If you approach the American people with your honest views and defend them openly, you may lose...but if you instead approach the American people by obfuscating your views and using attacks on the other side to distract from your opinions, then you will not only lose for sure, but lose very badly.

Not if you're a good enough liar. How else to explain the Clinton detour?

The Dems' biggest problem now is that their leaders are all lightweights (i.e. Pelosi), stiffs (i.e. Reid), and mental ward escapees (i.e. Al Gore), none of whom can think worth a lick, much less on their feet, and all of whom are such knee-jerk reactionaries that it ought to be child's play to manipulate them.

Unfortunately, aside from the President (whose biggest fault is that he's too stubbornly nice), it seems the only leader our party has who isn't a numbnut (i.e. Lugar) or a cringer (i.e. Frist) is Tom DeLay. And look what's happening to him.


If the Democrats were to forthrightly state what they are doing, they'd lose...but for them to foolishly try to hide their real reasons for action is even worse; falsehood comes out, and the people know when they are being conned.

And if Republicans aren't pointing this out, then "the people" will conclude that our party is winking at it, that it's all just the same old game, and resignedly shrug and write it off to "politics as usual."

If people feel like they're being conned but their elected GOP representatives don't seem to be objecting to the con themselves, won't the people throw up their hands in futility and stop paying attention?


All President Bush and the GOP had to do over the past month or so was just wait for the Democrats to saw off the branch they were sitting on.

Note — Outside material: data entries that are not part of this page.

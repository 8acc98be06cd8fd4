// marque-core-client/marque-core-integration-tests
//
// Copyright: 2025, Marque Maintainers
// License: Mozilla Public License v2.0 (MPL v2.0)

use anyhow::{format_err, Result};
use mockall::predicate;
use pretty_assertions::assert_eq;

use marque_core_client::app::deps::AppContext;
use marque_core_client::app::services::SessionService;
use marque_core_client::dtos::Subscription;
use marque_core_client::test::{mock_data, MockAppDependencies};
use marque_core_client::{ClientEvent, SessionEvent};

#[tokio::test]
async fn test_connect_establishes_session() -> Result<()> {
    let mut deps = MockAppDependencies::default();
    deps.ctx = AppContext::new();

    deps.bookmark_store_service
        .expect_subscribe_to_changes()
        .once()
        .withf(|user_id, _| user_id == &mock_data::user_id())
        .return_once(|_, _| Box::pin(async { Ok(Subscription::empty()) }));

    deps.tab_sync_service
        .expect_subscribe()
        .once()
        .return_once(|_| Ok(Subscription::empty()));

    deps.bookmarks_domain_service
        .expect_refresh_bookmarks()
        .once()
        .return_once(|| Box::pin(async { Ok(()) }));

    deps.client_event_dispatcher
        .expect_dispatch_event()
        .once()
        .with(predicate::eq(ClientEvent::SessionStatusChanged {
            event: SessionEvent::Connect,
        }))
        .return_once(|_| ());

    let deps = deps.into_deps();
    let ctx = deps.ctx.clone();

    let service = SessionService::from(&deps);
    service.connect(&mock_data::user_id()).await?;

    assert_eq!(ctx.active_user_id(), Some(mock_data::user_id()));

    Ok(())
}

#[tokio::test]
async fn test_connect_survives_listener_failures() -> Result<()> {
    let mut deps = MockAppDependencies::default();
    deps.ctx = AppContext::new();

    // Neither a dead live feed nor a missing tab channel may fail sign-in.
    deps.bookmark_store_service
        .expect_subscribe_to_changes()
        .once()
        .return_once(|_, _| Box::pin(async { Err(format_err!("realtime unavailable")) }));

    deps.tab_sync_service
        .expect_subscribe()
        .once()
        .return_once(|_| Err(format_err!("channel unavailable")));

    deps.bookmarks_domain_service
        .expect_refresh_bookmarks()
        .once()
        .return_once(|| Box::pin(async { Err(format_err!("store unreachable")) }));

    deps.client_event_dispatcher
        .expect_dispatch_event()
        .once()
        .with(predicate::eq(ClientEvent::SessionStatusChanged {
            event: SessionEvent::Connect,
        }))
        .return_once(|_| ());

    let service = SessionService::from(&deps.into_deps());
    service.connect(&mock_data::user_id()).await?;

    Ok(())
}

#[tokio::test]
async fn test_disconnect_clears_session() -> Result<()> {
    let mut deps = MockAppDependencies::default();

    deps.bookmarks_domain_service
        .expect_refresh_bookmarks()
        .once()
        .return_once(|| Box::pin(async { Ok(()) }));

    deps.client_event_dispatcher
        .expect_dispatch_event()
        .once()
        .with(predicate::eq(ClientEvent::SessionStatusChanged {
            event: SessionEvent::Disconnect,
        }))
        .return_once(|_| ());

    let deps = deps.into_deps();
    let ctx = deps.ctx.clone();

    let service = SessionService::from(&deps);
    service.disconnect().await;

    assert_eq!(ctx.active_user_id(), None);

    Ok(())
}

#[tokio::test]
async fn test_disconnect_without_session_is_a_noop() -> Result<()> {
    let mut deps = MockAppDependencies::default();
    deps.ctx = AppContext::new();

    // No refresh, no event.
    let service = SessionService::from(&deps.into_deps());
    service.disconnect().await;

    Ok(())
}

It was a certainty they'd do it; they've been doing it to themselves for better than 10 years now. Unless the Democrats get a sudden attack of honesty, they are going to go on losing - and deservedly so.

Wrong. That's only half the equation. It's our party that has to do the actual sawing. Otherwise, if/when the branch eventually breaks, it'll be the rest of the tree that topples over.

Review the political history of the past forty years. The GOP could claim Wile E. Coyote as a mascot far more credibly than the Donks ever could.



as soon as a GOPer comes along who realises just how fed up most conservatives are with making nice with the other side, that GOPer will steamroller the competition for the GOP nomination in '08 and go on to clobber whomever the Democrats put up. The 2008 theme song will be Nazareth's "Now You're Messing With a Son of a B***".

There is no such GOPer. At least not one that would get within a parsec of the nomination.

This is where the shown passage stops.